Successful treatment of posttransplantation lymphoproliferative disorder (PTLD) following renal allografting is associated with sustained CD8+ T-cell restoration

Abstract

Posttransplantation lymphoproliferative disorder (PTLD) is a life-threatening Epstein-Barr virus (EBV)–associated B-cell malignancy occurring in 1% to 2% of renal transplantation patients. Host- and PTLD-related factors determining the likelihood of tumor response following reduction of immune suppression (IS) and antiviral therapy remain largely unknown. Standard therapy for PTLD is not well established. Eleven consecutive renal transplantation patients who developed EBV-positive PTLD 8 to 94 months after allografting were uniformly treated with acyclovir and IS reduction. All PTLDs were EBV-positive diffuse large B-cell lymphomas. Ten patients (91%) obtained a durable complete response (CR), and 9 (82%) have remained in continuous CR with a median follow-up of 29 months. Five patients (45%) lost their allograft. Of these, 4 patients had PTLD affecting the transplanted kidney. Peripheral blood CD8+ T cells increased significantly (P = .0078) from baseline in 8 responders available for analysis. One of 2 patients whose absolute CD8+ T-cell count subsequently dropped to baseline after IS reduction relapsed. The expanded CD8+ T cells from 2 responders specifically recognized an immunodominant peptide from the EBV lytic gene BZLF-1. Another lytic EBV gene, thymidine kinase, was expressed in all 8 PTLDs tested.
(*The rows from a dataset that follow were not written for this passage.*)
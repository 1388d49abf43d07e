//! Donor compliance records: submission, lookup, and review.
//!
//! Each operation that touches two tables (KYC insert + contribution
//! advance, KYC verify + contribution completion) runs in one transaction.

use chrono::Utc;
use serde::Deserialize;
use sqlx::SqlitePool;
use tracing::{info, warn};

use crate::contributions::{parse_positive, store_error, MAX_LIMIT};
use crate::db;
use crate::errors::{ApiError, Entity};
use crate::models::{ContributionStatus, KycRecord, VerificationStatus};
use crate::validation::{self, KycSubmission, ReviewRequest};

const SUBMIT_FAILED: &str = "Failed to submit KYC information";
const UPDATE_FAILED: &str = "Failed to update KYC record";
const PENDING_FAILED: &str = "Failed to retrieve pending KYC verifications";

pub const DEFAULT_PENDING_LIMIT: u32 = 50;

/// Raw `GET /api/kyc/pending` query string.
#[derive(Debug, Default, Deserialize)]
pub struct PendingQuery {
    pub limit: Option<String>,
    pub offset: Option<String>,
}

#[derive(Debug, Clone)]
pub struct PendingPage {
    pub pending: Vec<KycRecord>,
    pub count: usize,
    pub limit: u32,
    pub offset: u64,
}

/// Validate a submission and store it as `pending`, moving the linked
/// contribution to `kyc_submitted`.
pub async fn submit(pool: &SqlitePool, sub: KycSubmission) -> Result<KycRecord, ApiError> {
    // The disclosure rule needs the contribution amount, so look it up
    // before deciding which fields are required.  A failed lookup does not
    // stop validation; it is reported once the input itself is known good.
    let lookup = match sub.contribution_id.as_deref().filter(|id| !id.is_empty()) {
        Some(id) => db::get_contribution(pool, id).await,
        None => Ok(None),
    };
    let amount = lookup.as_ref().ok().and_then(|c| c.as_ref()).map(|c| c.amount);

    let new = validation::validate_kyc(sub, amount)?;
    match lookup {
        Ok(Some(_)) => {}
        Ok(None) => return Err(ApiError::NotFound(Entity::Contribution)),
        Err(e) => {
            warn!(contribution_id = %new.contribution_id, "contribution lookup failed: {e}");
            return Err(store_error(SUBMIT_FAILED, e));
        }
    }

    let now = Utc::now();
    let mut tx = pool
        .begin()
        .await
        .map_err(|e| ApiError::persistence(SUBMIT_FAILED, e))?;

    let record = db::insert_kyc_record(&mut tx, &new, now)
        .await
        .map_err(|e| store_error(SUBMIT_FAILED, e))?;
    let advanced = db::advance_contribution_status(
        &mut tx,
        &new.contribution_id,
        ContributionStatus::KycSubmitted,
        now,
    )
    .await
    .map_err(|e| store_error(SUBMIT_FAILED, e))?;

    tx.commit()
        .await
        .map_err(|e| ApiError::persistence(SUBMIT_FAILED, e))?;

    if !advanced {
        warn!(
            contribution_id = %new.contribution_id,
            "KYC resubmitted for a contribution already past pending"
        );
    }
    info!(
        kyc_id = %record.id,
        contribution_id = %record.contribution_id,
        "KYC submitted"
    );
    Ok(record)
}

/// Latest KYC record for a contribution.
pub async fn get(pool: &SqlitePool, contribution_id: Option<&str>) -> Result<KycRecord, ApiError> {
    let contribution_id = contribution_id
        .filter(|id| !id.is_empty())
        .ok_or(ApiError::MissingParameter("Contribution ID is required"))?;

    match db::get_kyc_for_contribution(pool, contribution_id).await {
        Ok(Some(record)) => Ok(record),
        Ok(None) => Err(ApiError::NotFound(Entity::KycRecord)),
        Err(e) => {
            warn!("Error fetching KYC record for {contribution_id}: {e}");
            Err(ApiError::NotFound(Entity::KycRecord))
        }
    }
}

/// Apply a reviewer's decision.  `verified` completes the linked
/// contribution; every other status leaves it where it is, so a rejected
/// donor can resubmit against the same contribution.
pub async fn review(pool: &SqlitePool, req: ReviewRequest) -> Result<KycRecord, ApiError> {
    let decision = validation::validate_review(req)?;

    let now = Utc::now();
    let mut tx = pool
        .begin()
        .await
        .map_err(|e| ApiError::persistence(UPDATE_FAILED, e))?;

    let record = db::update_kyc_status(
        &mut tx,
        &decision.kyc_id,
        decision.status,
        decision.notes.as_deref(),
        now,
    )
    .await
    .map_err(|e| store_error(UPDATE_FAILED, e))?;

    if decision.status == VerificationStatus::Verified {
        db::advance_contribution_status(
            &mut tx,
            &record.contribution_id,
            ContributionStatus::Completed,
            now,
        )
        .await
        .map_err(|e| store_error(UPDATE_FAILED, e))?;
    }

    tx.commit()
        .await
        .map_err(|e| ApiError::persistence(UPDATE_FAILED, e))?;

    info!(
        kyc_id = %record.id,
        status = decision.status.as_str(),
        "KYC review recorded"
    );
    Ok(record)
}

/// Reviewer queue: records still `pending`, oldest first.  `limit`
/// defaults to 50 and is capped like every other page size.
pub async fn pending(pool: &SqlitePool, query: PendingQuery) -> Result<PendingPage, ApiError> {
    let limit = parse_positive(query.limit.as_deref())
        .unwrap_or(DEFAULT_PENDING_LIMIT)
        .min(MAX_LIMIT);
    let offset = query
        .offset
        .as_deref()
        .and_then(|s| s.trim().parse::<u64>().ok())
        .unwrap_or(0);

    let pending = db::list_pending_kyc(pool, limit, offset)
        .await
        .map_err(|e| store_error(PENDING_FAILED, e))?;
    Ok(PendingPage {
        count: pending.len(),
        pending,
        limit,
        offset,
    })
}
IS reduction and antiviral therapy for PTLD after renal transplantation is a highly successful therapeutic combination, but the risk of graft rejection is significant, particularly in patients with PTLD involving the renal allograft. A sustained expansion of CD8+ T cells and a cellular immune response to EBV lytic antigens may be important for PTLD clearance in renal transplantation patients.